Every line below that holds the string "bluesky" should be copied.

Entries taken from a collection
- - -
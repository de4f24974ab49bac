//! Source divergence detection within narrative clusters
//!
//! Grounded on `intelligence/divergence.py::DivergenceDetector.detect`:
//! for each cluster with at least 3 members spanning at least 2 source
//! families, compare per-family sub-centroids pairwise by cosine
//! distance and emit a record when they diverge past the threshold.

use std::collections::HashMap;

use amonhen_core_types::Result;
use amonhen_models::NarrativeCluster;
use amonhen_store::MetaStore;
use amonhen_vectorindex::{cosine_distance, VectorIndex};

#[derive(Debug, Clone, PartialEq)]
pub struct DivergenceRecord {
    pub cluster_id: String,
    pub cluster_label: String,
    pub source_a: String,
    pub source_b: String,
    pub cosine_distance: f32,
}

impl DivergenceRecord {
    pub fn description(&self) -> String {
        format!(
            "'{}' and '{}' sources diverge on '{}' (distance={:.3})",
            self.source_a, self.source_b, self.cluster_label, self.cosine_distance
        )
    }
}

pub struct DivergenceDetector {
    threshold: f32,
}

impl DivergenceDetector {
    pub fn new(threshold: f32) -> Self {
        Self { threshold }
    }

    pub fn detect(
        &self,
        clusters: &[NarrativeCluster],
        store: &MetaStore,
        vectors: &VectorIndex,
    ) -> Result<Vec<DivergenceRecord>> {
        let mut divergences = Vec::new();

        for cluster in clusters {
            let items = store.get_items_by_cluster(&cluster.id)?;
            if items.len() < 3 {
                continue;
            }

            let mut source_groups: HashMap<String, Vec<String>> = HashMap::new();
            for item in &items {
                source_groups
                    .entry(item.source_family.as_str().to_string())
                    .or_default()
                    .push(item.embedding_id.clone());
            }
            if source_groups.len() < 2 {
                continue;
            }

            let all_ids: Vec<String> = source_groups.values().flatten().cloned().collect();
            let vectors_map = vectors.get_vectors_by_ids(&all_ids);

            let mut sub_centroids: HashMap<String, Vec<f32>> = HashMap::new();
            for (source_family, ids) in &source_groups {
                let vecs: Vec<&Vec<f32>> =
                    ids.iter().filter_map(|id| vectors_map.get(id)).collect();
                if let Some(centroid) = mean_vector(&vecs) {
                    sub_centroids.insert(source_family.clone(), centroid);
                }
            }
            if sub_centroids.len() < 2 {
                continue;
            }

            let sources: Vec<&String> = sub_centroids.keys().collect();
            for i in 0..sources.len() {
                for j in (i + 1)..sources.len() {
                    let sa = sources[i];
                    let sb = sources[j];
                    let va = &sub_centroids[sa];
                    let vb = &sub_centroids[sb];
                    let cos_dist = cosine_distance(va, vb);

                    if cos_dist > self.threshold {
                        divergences.push(DivergenceRecord {
                            cluster_id: cluster.id.clone(),
                            cluster_label: cluster.label.clone(),
                            source_a: sa.clone(),
                            source_b: sb.clone(),
                            cosine_distance: round4(cos_dist),
                        });
                    }
                }
            }
        }

        Ok(divergences)
    }
}

fn mean_vector(vecs: &[&Vec<f32>]) -> Option<Vec<f32>> {
    if vecs.is_empty() {
        return None;
    }
    let dim = vecs[0].len();
    let mut mean = vec![0.0f32; dim];
    for v in vecs {
        for (m, x) in mean.iter_mut().zip(v.iter()) {
            *m += x;
        }
    }
    for m in mean.iter_mut() {
        *m /= vecs.len() as f32;
    }
    Some(mean)
}

fn round4(v: f32) -> f32 {
    (v * 10000.0).round() / 10000.0
}

#[cfg(test)]
mod tests {
    use super::*;

    #[test]
    fn description_matches_expected_format() {
        let record = DivergenceRecord {
            cluster_id: "c1".to_string(),
            cluster_label: "Flood Response".to_string(),
            source_a: "rss".to_string(),
            source_b: "bluesky".to_string(),
            cosine_distance: 0.4567,
        };
        assert_eq!(
            record.description(),
            "'rss' and 'bluesky' sources diverge on 'Flood Response' (distance=0.457)"
        );
    }

    #[test]
    fn round4_rounds_to_four_decimals() {
        assert_eq!(round4(0.123456), 0.1235);
    }
}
- - -
▶ **Solution for this task**:
            source_b: "bluesky".to_string(),
            "'rss' and 'bluesky' sources diverge on 'Flood Response' (distance=0.457)"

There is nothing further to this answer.